Take the controversy over U.S. beef imports for example. In response to public demand, Blue Camp legislators proposed an amendment. Coordination between party officials and the Ma administration led to another version, more in line with the Executive Yuan's. The DPP protested, and made public the Blue Camp legislators' cell phone numbers. Blue Camp legislators backed down and refused to sign the bill. If KMT legislators are this gutless, what can the Ma administration possibly promote in the way of policy? It cannot even promote a bill to resolve the dispute over United States beef imports, by amending the Food Sanitation Management Law. How can it push through a far more controversial cross-Strait bill?

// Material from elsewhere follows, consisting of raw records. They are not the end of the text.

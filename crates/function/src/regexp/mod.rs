// SPDX-License-Identifier: MIT
// Copyright (c) 2025 myexpr

//! REGEXP_LIKE / REGEXP_INSTR / REGEXP_SUBSTR / REGEXP_REPLACE engine.
//!
//! Positions and occurrence counts are 1-based and measured in
//! characters, not bytes. A compiled pattern is cheap to clone, so
//! expression nodes memoize the result of [`compile`] for constant
//! patterns.

use myexpr_type::{EvalError, Result};
use regex::{NoExpand, Regex, RegexBuilder};

/// Match-type flags from the trailing argument of the REGEXP family.
#[derive(Copy, Clone, Debug, Default, PartialEq, Eq)]
pub struct RegexFlags {
	/// None means "inherit from the subject's collation".
	case_insensitive: Option<bool>,
	multiline: bool,
	/// `n`: dot also matches line terminators. Off by default.
	dot_matches_newline: bool,
	/// `u`: only `\n` terminates a line; by default `\r` does too.
	unix_lines: bool,
}

impl RegexFlags {
	/// Parse a match-type string. `c` and `i` may both appear; the last
	/// occurrence wins. Anything outside the documented set is an error.
	pub fn parse(match_type: &str) -> Result<Self> {
		let mut flags = Self::default();
		for ch in match_type.chars() {
			match ch {
				'c' => flags.case_insensitive = Some(false),
				'i' => flags.case_insensitive = Some(true),
				'm' => flags.multiline = true,
				'n' => flags.dot_matches_newline = true,
				'u' => flags.unix_lines = true,
				other => {
					return Err(EvalError::InvalidRegexFlag {
						flag: other,
					});
				}
			}
		}
		Ok(flags)
	}
}

/// Compile a pattern. `collation_case_insensitive` supplies the default
/// when no `c`/`i` flag overrides it.
pub fn compile(pattern: &str, flags: RegexFlags, collation_case_insensitive: bool) -> Result<Regex> {
	RegexBuilder::new(pattern)
		.case_insensitive(flags.case_insensitive.unwrap_or(collation_case_insensitive))
		.multi_line(flags.multiline)
		.dot_matches_new_line(flags.dot_matches_newline)
		.crlf(!flags.unix_lines)
		.build()
		.map_err(|err| EvalError::InvalidRegex {
			message: err.to_string(),
		})
}

/// Byte offset of the 1-based character position, validating the range
/// the way the REGEXP family does: anything before 1 or past the end of
/// a non-empty subject is an error.
fn start_offset(subject: &str, pos: i64) -> Result<usize> {
	if pos < 1 {
		return Err(EvalError::IndexOutOfBounds);
	}
	if subject.is_empty() {
		return if pos == 1 {
			Ok(0)
		} else {
			Err(EvalError::IndexOutOfBounds)
		};
	}
	let mut indices = subject.char_indices();
	match indices.nth(pos as usize - 1) {
		Some((offset, _)) => Ok(offset),
		None => Err(EvalError::IndexOutOfBounds),
	}
}

fn char_position(subject: &str, byte_offset: usize) -> i64 {
	subject[..byte_offset].chars().count() as i64 + 1
}

pub fn regexp_like(re: &Regex, subject: &str) -> bool {
	re.is_match(subject)
}

/// 1-based character position of the `occurrence`-th match at or after
/// `pos`. `return_end` reports the position just past the match instead
/// of its start. 0 when there is no such match.
pub fn regexp_instr(
	re: &Regex,
	subject: &str,
	pos: i64,
	occurrence: i64,
	return_end: bool,
) -> Result<i64> {
	if occurrence < 1 {
		return Err(EvalError::IndexOutOfBounds);
	}
	let offset = start_offset(subject, pos)?;
	match re.find_iter(&subject[offset..]).nth(occurrence as usize - 1) {
		Some(m) => {
			let byte = offset
				+ if return_end {
					m.end()
				} else {
					m.start()
				};
			Ok(char_position(subject, byte))
		}
		None => Ok(0),
	}
}

/// Text of the `occurrence`-th match at or after `pos`, or None when the
/// pattern stops matching first.
pub fn regexp_substr(re: &Regex, subject: &str, pos: i64, occurrence: i64) -> Result<Option<String>> {
	if occurrence < 1 {
		return Err(EvalError::IndexOutOfBounds);
	}
	let offset = start_offset(subject, pos)?;
	Ok(re
		.find_iter(&subject[offset..])
		.nth(occurrence as usize - 1)
		.map(|m| m.as_str().to_string()))
}

/// Replace matches at or after `pos` with the literal replacement text.
/// Occurrence 0 replaces every match, otherwise only the given one.
pub fn regexp_replace(
	re: &Regex,
	subject: &str,
	replacement: &str,
	pos: i64,
	occurrence: i64,
) -> Result<String> {
	if occurrence < 0 {
		return Err(EvalError::IndexOutOfBounds);
	}
	let offset = start_offset(subject, pos)?;
	let (head, tail) = subject.split_at(offset);

	let replaced = if occurrence == 0 {
		re.replace_all(tail, NoExpand(replacement)).into_owned()
	} else {
		match re.find_iter(tail).nth(occurrence as usize - 1) {
			Some(m) => {
				let mut out = String::with_capacity(tail.len() + replacement.len());
				out.push_str(&tail[..m.start()]);
				out.push_str(replacement);
				out.push_str(&tail[m.end()..]);
				out
			}
			None => tail.to_string(),
		}
	};

	let mut out = String::with_capacity(head.len() + replaced.len());
	out.push_str(head);
	out.push_str(&replaced);
	Ok(out)
}
// SPDX-License-Identifier: MIT
// Copyright (c) 2025 myexpr

use std::{
	cmp::Ordering,
	fmt::{Display, Formatter},
};

use serde::{Deserialize, Serialize};

mod blob;
pub mod coerce;
mod date;
mod datetime;
pub mod decimal;
mod text;
mod time;

pub use blob::Blob;
pub use date::Date;
pub use datetime::DateTime;
pub use decimal::Decimal;
pub use text::Text;
pub use time::{TIME_MAX_HOUR, Time};

use crate::types::TypeKind;

/// A scalar value carried between expression nodes.
///
/// The tag always agrees with the producing expression's declared result
/// type once the value has been through `Type::convert`.
#[derive(Clone, Debug, PartialEq, Serialize, Deserialize)]
pub enum Value {
	/// SQL NULL.
	Null,
	/// A 1-byte signed integer
	Int1(i8),
	/// A 2-byte signed integer
	Int2(i16),
	/// A 4-byte signed integer
	Int4(i32),
	/// An 8-byte signed integer
	Int8(i64),
	/// A 1-byte unsigned integer
	Uint1(u8),
	/// A 2-byte unsigned integer
	Uint2(u16),
	/// A 4-byte unsigned integer
	Uint4(u32),
	/// An 8-byte unsigned integer
	Uint8(u64),
	/// A 4-byte floating point
	Float4(f32),
	/// An 8-byte floating point
	Float8(f64),
	/// An arbitrary-precision fixed-point decimal
	Decimal(Decimal),
	/// UTF-8 text with collation
	Text(Text),
	/// A binary large object
	Blob(Blob),
	/// A calendar date
	Date(Date),
	/// A time of day or signed duration
	Time(Time),
	/// A date and time with microsecond precision
	DateTime(DateTime),
}

impl Value {
	pub fn null() -> Self {
		Value::Null
	}

	pub fn int1(v: impl Into<i8>) -> Self {
		Value::Int1(v.into())
	}

	pub fn int2(v: impl Into<i16>) -> Self {
		Value::Int2(v.into())
	}

	pub fn int4(v: impl Into<i32>) -> Self {
		Value::Int4(v.into())
	}

	pub fn int8(v: impl Into<i64>) -> Self {
		Value::Int8(v.into())
	}

	pub fn uint1(v: impl Into<u8>) -> Self {
		Value::Uint1(v.into())
	}

	pub fn uint2(v: impl Into<u16>) -> Self {
		Value::Uint2(v.into())
	}

	pub fn uint4(v: impl Into<u32>) -> Self {
		Value::Uint4(v.into())
	}

	pub fn uint8(v: impl Into<u64>) -> Self {
		Value::Uint8(v.into())
	}

	pub fn float4(v: impl Into<f32>) -> Self {
		Value::Float4(v.into())
	}

	pub fn float8(v: impl Into<f64>) -> Self {
		Value::Float8(v.into())
	}

	pub fn decimal(v: impl Into<Decimal>) -> Self {
		Value::Decimal(v.into())
	}

	/// Text under the default collation.
	pub fn text(v: impl Into<String>) -> Self {
		Value::Text(Text::plain(v))
	}

	pub fn text_with(v: impl Into<String>, collation: crate::collation::Collation) -> Self {
		Value::Text(Text::new(v, collation))
	}

	pub fn blob(v: impl Into<Blob>) -> Self {
		Value::Blob(v.into())
	}

	pub fn date(v: impl Into<Date>) -> Self {
		Value::Date(v.into())
	}

	pub fn time(v: impl Into<Time>) -> Self {
		Value::Time(v.into())
	}

	pub fn datetime(v: impl Into<DateTime>) -> Self {
		Value::DateTime(v.into())
	}

	pub fn is_null(&self) -> bool {
		matches!(self, Value::Null)
	}

	pub fn kind(&self) -> TypeKind {
		match self {
			Value::Null => TypeKind::Null,
			Value::Int1(_) => TypeKind::Int1,
			Value::Int2(_) => TypeKind::Int2,
			Value::Int4(_) => TypeKind::Int4,
			Value::Int8(_) => TypeKind::Int8,
			Value::Uint1(_) => TypeKind::Uint1,
			Value::Uint2(_) => TypeKind::Uint2,
			Value::Uint4(_) => TypeKind::Uint4,
			Value::Uint8(_) => TypeKind::Uint8,
			Value::Float4(_) => TypeKind::Float4,
			Value::Float8(_) => TypeKind::Float8,
			Value::Decimal(_) => TypeKind::Decimal,
			Value::Text(_) => TypeKind::Text,
			Value::Blob(_) => TypeKind::Blob,
			Value::Date(_) => TypeKind::Date,
			Value::Time(_) => TypeKind::Time,
			Value::DateTime(_) => TypeKind::DateTime,
		}
	}

	pub fn is_integer(&self) -> bool {
		self.kind().is_integer()
	}

	pub fn is_unsigned(&self) -> bool {
		self.kind().is_unsigned()
	}

	pub fn is_numeric(&self) -> bool {
		self.kind().is_numeric()
	}

	pub fn is_temporal(&self) -> bool {
		self.kind().is_temporal()
	}
}

impl PartialOrd for Value {
	fn partial_cmp(&self, other: &Self) -> Option<Ordering> {
		match (self, other) {
			(Value::Null, Value::Null) => Some(Ordering::Equal),
			(Value::Null, _) | (_, Value::Null) => None,
			(Value::Text(l), Value::Text(r)) => l.partial_cmp(r),
			(Value::Blob(l), Value::Blob(r)) => l.partial_cmp(r),
			(Value::Date(l), Value::Date(r)) => l.partial_cmp(r),
			(Value::Time(l), Value::Time(r)) => l.partial_cmp(r),
			(Value::DateTime(l), Value::DateTime(r)) => l.partial_cmp(r),
			(l, r) if l.is_numeric() && r.is_numeric() => coerce::compare_numeric(l, r),
			_ => None,
		}
	}
}

impl Display for Value {
	fn fmt(&self, f: &mut Formatter<'_>) -> std::fmt::Result {
		match self {
			Value::Null => f.write_str("NULL"),
			Value::Int1(v) => write!(f, "{}", v),
			Value::Int2(v) => write!(f, "{}", v),
			Value::Int4(v) => write!(f, "{}", v),
			Value::Int8(v) => write!(f, "{}", v),
			Value::Uint1(v) => write!(f, "{}", v),
			Value::Uint2(v) => write!(f, "{}", v),
			Value::Uint4(v) => write!(f, "{}", v),
			Value::Uint8(v) => write!(f, "{}", v),
			Value::Float4(v) => write!(f, "{}", v),
			Value::Float8(v) => write!(f, "{}", v),
			Value::Decimal(v) => write!(f, "{}", v),
			Value::Text(v) => write!(f, "{}", v),
			Value::Blob(v) => write!(f, "{}", v),
			Value::Date(v) => write!(f, "{}", v),
			Value::Time(v) => write!(f, "{}", v),
			Value::DateTime(v) => write!(f, "{}", v),
		}
	}
}

#[cfg(test)]
mod tests {
	use super::*;

	#[test]
	fn test_kind_agrees_with_tag() {
		assert_eq!(Value::int4(1).kind(), TypeKind::Int4);
		assert_eq!(Value::uint8(1u64).kind(), TypeKind::Uint8);
		assert_eq!(Value::text("x").kind(), TypeKind::Text);
		assert_eq!(Value::Null.kind(), TypeKind::Null);
	}

	#[test]
	fn test_null_never_compares() {
		assert_eq!(Value::Null.partial_cmp(&Value::int4(1)), None);
		assert_eq!(Value::int4(1).partial_cmp(&Value::Null), None);
	}

	#[test]
	fn test_mixed_numeric_comparison() {
		assert_eq!(Value::int4(2).partial_cmp(&Value::uint8(2u64)), Some(Ordering::Equal));
		assert_eq!(Value::int4(-1).partial_cmp(&Value::uint8(0u64)), Some(Ordering::Less));
		assert_eq!(Value::float8(1.5).partial_cmp(&Value::int4(1)), Some(Ordering::Greater));
	}

	#[test]
	fn test_display() {
		assert_eq!(Value::Null.to_string(), "NULL");
		assert_eq!(Value::int4(42).to_string(), "42");
		assert_eq!(Value::text("hi").to_string(), "hi");
	}
}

No wonder former Democratic Progressive Party Chairman Hsu Hsin-liang is pessimistic about the Ma administration's chances of signing ECFA according to schedule.
The Department of Health loosened restrictions on US beef imports. This precipitated two months of controversy. Government and opposition legislators joined forces, trumpeting their determination to defend the peoples' health. There was no shortage of pundits to denounce the Ma administration. There was no shortage of agitators demanding a public referendum. There was no shortage of legislators demanding an immediate amendment to the laws. It was all so laughable. These initiatives allowed legislators to feign concern for public health. But they had no practical impact whatsoever. The only initiative that had any impact was one launched by the Taipei City Government, involving private oversight by the meat industry. So far not one business has applied for an import permit. In other words, legislators need not demagogue an issue, only to accomplish nothing of value. People have the ability to make decisions concering their own health. If every policy or bill leads to paralysis in the Legislative Yuan, what's the point of having a Legislative Yuan?
The Three in One Elections are over. The ruling and opposition parties each have their own interpretation of the results. Regardless of who won or lost, as long as the Legislative Yuan is paralyzed time and again, the public will reach its own conclusions. It will conclude that the Democratic Progressive Party knows only how to engage in obstructionism. It will conclude that the KMT only knows how to talk the talk, not how to walk the walk. Neither the ruling nor opposition party will be the winner.